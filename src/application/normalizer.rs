use serde_json::Value;

#[cfg(feature = "tracing")]
use tracing::instrument;

use crate::domain::core::directive::A2uiMessage;
use crate::domain::core::message::A2UI_MIME_TYPE;

/// How agent responses are interpreted: as A2UI directives or as plain text.
#[derive(Debug, Clone, Copy, PartialEq, Eq, Default)]
pub enum ResponseMode {
    #[default]
    Ui,
    Text,
}

/// The canonical result of normalizing one agent response.
#[derive(Debug, Default)]
pub struct NormalizedResponse {
    /// A2UI directives extracted from data parts (UI mode)
    pub messages: Vec<A2uiMessage>,
    /// Surface ids named by `surfaceUpdate` directives, newly active
    pub new_surface_ids: Vec<String>,
    /// Joined display text (text mode)
    pub text: Option<String>,
}

impl NormalizedResponse {
    pub fn is_empty(&self) -> bool {
        self.messages.is_empty() && self.text.is_none()
    }
}

/// Normalize a raw JSON-RPC response into UI directives or display text.
///
/// Responses without the `result.status.message.parts` array normalize to
/// an empty result. Parts are classified per mode:
/// - UI mode: data parts whose metadata mime type is exactly
///   `application/json+a2ui` parse as one directive each; every
///   `surfaceUpdate.surfaceId` is recorded as newly active.
/// - Text mode: text parts that parse as JSON carrying a `surfaceUpdate`
///   key are suppressed; other JSON pretty-prints; non-JSON text passes
///   verbatim. Collected strings join with a blank line.
#[cfg_attr(feature = "tracing", instrument(skip(response)))]
pub fn normalize_response(response: &Value, mode: ResponseMode) -> NormalizedResponse {
    let mut normalized = NormalizedResponse::default();

    let Some(parts) = response
        .pointer("/result/status/message/parts")
        .and_then(Value::as_array)
    else {
        return normalized;
    };

    match mode {
        ResponseMode::Ui => {
            for part in parts {
                let Some(data) = part.get("data") else {
                    continue;
                };
                if part_mime_type(part) != Some(A2UI_MIME_TYPE) {
                    continue;
                }
                match A2uiMessage::from_value(data.clone()) {
                    Ok(message) => {
                        if let A2uiMessage::SurfaceUpdate(update) = &message {
                            normalized.new_surface_ids.push(update.surface_id.clone());
                        }
                        normalized.messages.push(message);
                    }
                    Err(_err) => {
                        #[cfg(feature = "tracing")]
                        tracing::warn!(error = %_err, "skipping unparseable A2UI data part");
                    }
                }
            }
        }
        ResponseMode::Text => {
            let mut collected = Vec::new();
            for part in parts {
                let Some(text) = part.get("text").and_then(Value::as_str) else {
                    continue;
                };
                match serde_json::from_str::<Value>(text) {
                    Ok(parsed) => {
                        if parsed.get("surfaceUpdate").is_some() {
                            // UI payloads are suppressed in text mode
                            continue;
                        }
                        match serde_json::to_string_pretty(&parsed) {
                            Ok(pretty) => collected.push(pretty),
                            Err(_) => collected.push(text.to_string()),
                        }
                    }
                    Err(_) => collected.push(text.to_string()),
                }
            }
            if !collected.is_empty() {
                normalized.text = Some(collected.join("\n\n"));
            }
        }
    }

    normalized
}

fn part_mime_type(part: &Value) -> Option<&str> {
    part.pointer("/metadata/mimeType").and_then(Value::as_str)
}

#[cfg(test)]
mod tests {
    use super::*;
    use serde_json::json;

    fn envelope(parts: Value) -> Value {
        json!({"jsonrpc": "2.0", "result": {"status": {"message": {"parts": parts}}}})
    }

    #[test]
    fn test_ui_mode_requires_exact_mime_type() {
        let response = envelope(json!([
            {"kind": "data",
             "metadata": {"mimeType": "application/json+a2ui"},
             "data": {"surfaceUpdate": {"surfaceId": "s1", "components": []}}},
            {"kind": "data",
             "metadata": {"mimeType": "application/json"},
             "data": {"surfaceUpdate": {"surfaceId": "s2", "components": []}}}
        ]));

        let normalized = normalize_response(&response, ResponseMode::Ui);
        assert_eq!(normalized.messages.len(), 1);
        assert_eq!(normalized.new_surface_ids, vec!["s1".to_string()]);
    }

    #[test]
    fn test_text_mode_suppresses_surface_updates() {
        let response = envelope(json!([
            {"text": "{\"surfaceUpdate\":{}}"},
            {"text": "hello"}
        ]));

        let normalized = normalize_response(&response, ResponseMode::Text);
        assert_eq!(normalized.text.as_deref(), Some("hello"));
    }

    #[test]
    fn test_text_mode_pretty_prints_other_json() {
        let response = envelope(json!([{"text": "{\"answer\":42}"}]));
        let normalized = normalize_response(&response, ResponseMode::Text);
        assert!(normalized.text.unwrap().contains("\"answer\": 42"));
    }

    #[test]
    fn test_missing_parts_normalizes_empty() {
        let normalized = normalize_response(&json!({"result": {}}), ResponseMode::Ui);
        assert!(normalized.is_empty());
    }
}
####
→ Exercise description
Repeat all the material, keeping each line identical.

→ The completed task
filename src/application/normalizer.rs
use serde_json::Value;

#[cfg(feature = "tracing")]
use tracing::instrument;

use crate::domain::core::directive::A2uiMessage;
use crate::domain::core::message::A2UI_MIME_TYPE;

/// How agent responses are interpreted: as A2UI directives or as plain text.
#[derive(Debug, Clone, Copy, PartialEq, Eq, Default)]
pub enum ResponseMode {
    #[default]
    Ui,
    Text,
}

/// The canonical result of normalizing one agent response.
#[derive(Debug, Default)]
pub struct NormalizedResponse {
    /// A2UI directives extracted from data parts (UI mode)
    pub messages: Vec<A2uiMessage>,
    /// Surface ids named by `surfaceUpdate` directives, newly active
    pub new_surface_ids: Vec<String>,
    /// Joined display text (text mode)
    pub text: Option<String>,
}

impl NormalizedResponse {
    pub fn is_empty(&self) -> bool {
        self.messages.is_empty() && self.text.is_none()
    }
}

/// Normalize a raw JSON-RPC response into UI directives or display text.
///
/// Responses without the `result.status.message.parts` array normalize to
/// an empty result. Parts are classified per mode:
/// - UI mode: data parts whose metadata mime type is exactly
///   `application/json+a2ui` parse as one directive each; every
///   `surfaceUpdate.surfaceId` is recorded as newly active.
/// - Text mode: text parts that parse as JSON carrying a `surfaceUpdate`
///   key are suppressed; other JSON pretty-prints; non-JSON text passes
///   verbatim. Collected strings join with a blank line.
#[cfg_attr(feature = "tracing", instrument(skip(response)))]
pub fn normalize_response(response: &Value, mode: ResponseMode) -> NormalizedResponse {
    let mut normalized = NormalizedResponse::default();

    let Some(parts) = response
        .pointer("/result/status/message/parts")
        .and_then(Value::as_array)
    else {
        return normalized;
    };

    match mode {
        ResponseMode::Ui => {
            for part in parts {
                let Some(data) = part.get("data") else {
                    continue;
                };
                if part_mime_type(part) != Some(A2UI_MIME_TYPE) {
                    continue;
                }
                match A2uiMessage::from_value(data.clone()) {
                    Ok(message) => {
                        if let A2uiMessage::SurfaceUpdate(update) = &message {
                            normalized.new_surface_ids.push(update.surface_id.clone());
                        }
                        normalized.messages.push(message);
                    }
                    Err(_err) => {
                        #[cfg(feature = "tracing")]
                        tracing::warn!(error = %_err, "skipping unparseable A2UI data part");
                    }
                }
            }
        }
        ResponseMode::Text => {
            let mut collected = Vec::new();
            for part in parts {
                let Some(text) = part.get("text").and_then(Value::as_str) else {
                    continue;
                };
                match serde_json::from_str::<Value>(text) {
                    Ok(parsed) => {
                        if parsed.get("surfaceUpdate").is_some() {
                            // UI payloads are suppressed in text mode
                            continue;
                        }
                        match serde_json::to_string_pretty(&parsed) {
                            Ok(pretty) => collected.push(pretty),
                            Err(_) => collected.push(text.to_string()),
                        }
                    }
                    Err(_) => collected.push(text.to_string()),
                }
            }
            if !collected.is_empty() {
                normalized.text = Some(collected.join("\n\n"));
            }
        }
    }

    normalized
}

fn part_mime_type(part: &Value) -> Option<&str> {
    part.pointer("/metadata/mimeType").and_then(Value::as_str)
}

#[cfg(test)]
mod tests {
    use super::*;
    use serde_json::json;

    fn envelope(parts: Value) -> Value {
        json!({"jsonrpc": "2.0", "result": {"status": {"message": {"parts": parts}}}})
    }

    #[test]
    fn test_ui_mode_requires_exact_mime_type() {
        let response = envelope(json!([
            {"kind": "data",
             "metadata": {"mimeType": "application/json+a2ui"},
             "data": {"surfaceUpdate": {"surfaceId": "s1", "components": []}}},
            {"kind": "data",
             "metadata": {"mimeType": "application/json"},
             "data": {"surfaceUpdate": {"surfaceId": "s2", "components": []}}}
        ]));

        let normalized = normalize_response(&response, ResponseMode::Ui);
        assert_eq!(normalized.messages.len(), 1);
        assert_eq!(normalized.new_surface_ids, vec!["s1".to_string()]);
    }

    #[test]
    fn test_text_mode_suppresses_surface_updates() {
        let response = envelope(json!([
            {"text": "{\"surfaceUpdate\":{}}"},
            {"text": "hello"}
        ]));

        let normalized = normalize_response(&response, ResponseMode::Text);
        assert_eq!(normalized.text.as_deref(), Some("hello"));
    }

    #[test]
    fn test_text_mode_pretty_prints_other_json() {
        let response = envelope(json!([{"text": "{\"answer\":42}"}]));
        let normalized = normalize_response(&response, ResponseMode::Text);
        assert!(normalized.text.unwrap().contains("\"answer\": 42"));
    }

    #[test]
    fn test_missing_parts_normalizes_empty() {
        let normalized = normalize_response(&json!({"result": {}}), ResponseMode::Ui);
        assert!(normalized.is_empty());
    }
}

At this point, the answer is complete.